Когда вспыхивало зарево молнии, фигура «вахтельного», в куцем тулупчике, с треплющимися под картузом волосами, казалась беспомощной и миниатюрной.
Жук давно уже забрался в трюм. Маленькое кругленькое окошко подводной каюты он закрыл щитком, и бешеная волна не могла уже сюда забрасывать воду. В самом углу здесь были устроены нары. Жучок разостлал на них рогожку, лег и прикрылся кафтаном Кирюхи. В борт, над самой головой Жучка, хлестали волны. Временами казалось, что вот-вот сейчас борт проломится, и сердитые волны с неудержимой силою хлынут в трюм… Иногда удары их были настолько сильны, что вся баржа вздрагивала, а Жучок испуганно приподнимал голову, смотрел в темноту и прислушивался: не льет ли где вода?
Здесь было совершенно темно, и лишь полузакрытый люк белесоватым пятном дрожал в темноте над головою Жука, да порой одинокая звездочка заглядывала на Жучка и быстро исчезала.
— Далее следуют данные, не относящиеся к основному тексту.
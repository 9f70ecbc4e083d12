//! Error types for the persistence layer.
//!
//! [`PersistError`] is what gateway callers see. It wraps the storage and
//! migration failures underneath with the save key or version involved.

/// Errors raised by a [`SaveStorage`](crate::storage::SaveStorage) backend.
#[derive(Debug, thiserror::Error)]
pub enum StorageError {
    /// A filesystem operation failed.
    #[error("storage I/O error: {source}")]
    Io {
        /// The underlying I/O error.
        #[from]
        source: std::io::Error,
    },

    /// The storage key cannot be used as a record name.
    #[error("invalid storage key: {key:?}")]
    InvalidKey {
        /// The rejected key.
        key: String,
    },

    /// The backend refused the write.
    #[error("storage unavailable: {reason}")]
    Unavailable {
        /// Why the backend refused.
        reason: String,
    },
}

/// Errors raised while upgrading an old save record.
#[derive(Debug, thiserror::Error)]
pub enum MigrationError {
    /// The record's schema version is outside the supported range.
    #[error("unsupported schema version {found} (supported 1..={supported})")]
    UnsupportedVersion {
        /// Version found in the record.
        found: u32,
        /// Newest version this build understands.
        supported: u32,
    },

    /// The record does not have the shape a migration step expects.
    #[error("cannot migrate from version {from}: {reason}")]
    Malformed {
        /// Version the failing step starts from.
        from: u32,
        /// What was wrong.
        reason: String,
    },
}

/// Errors returned by the [`PersistenceGateway`](crate::gateway::PersistenceGateway).
#[derive(Debug, thiserror::Error)]
pub enum PersistError {
    /// Another save or load holds the storage slot.
    #[error("storage busy: another save or load is in progress")]
    StorageBusy,

    /// No record exists under the key (first run).
    #[error("no saved game under key {key:?}")]
    NotFound {
        /// The storage key.
        key: String,
    },

    /// The record exists but could not be decoded.
    #[error("corrupt save record: {source}")]
    Corrupt {
        /// The decode error.
        source: serde_json::Error,
    },

    /// The snapshot could not be encoded.
    #[error("failed to encode snapshot: {source}")]
    Encode {
        /// The encode error.
        source: serde_json::Error,
    },

    /// Upgrading an old record failed.
    #[error("migration failed: {0}")]
    Migration(#[from] MigrationError),

    /// The storage backend failed.
    #[error("storage failed: {0}")]
    Storage(#[from] StorageError),
}

impl PersistError {
    /// Whether this is the ordinary "nothing saved yet" case.
    pub const fn is_not_found(&self) -> bool {
        matches!(self, Self::NotFound { .. })
    }
}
Надо бы уснуть: после полуночи Жучку придется Кирюху сменить, на вахту становиться, а сон не идет… При каждой вспышке молнии Жук открывает глаза: поперечные скрепы баржи, как ребра гигантского скелета, рисуются перед ним, синий отблеск молнии дрожит, ослепляя зрение, а потом вдруг покатится гром и начнет грохотать в Жегулях так, что сердце упадет…
— Боже милостивый! Спаси и помилуй! — набожно крестясь, шепчет Жук. — Что это? Неужто — вода ворвалась?!.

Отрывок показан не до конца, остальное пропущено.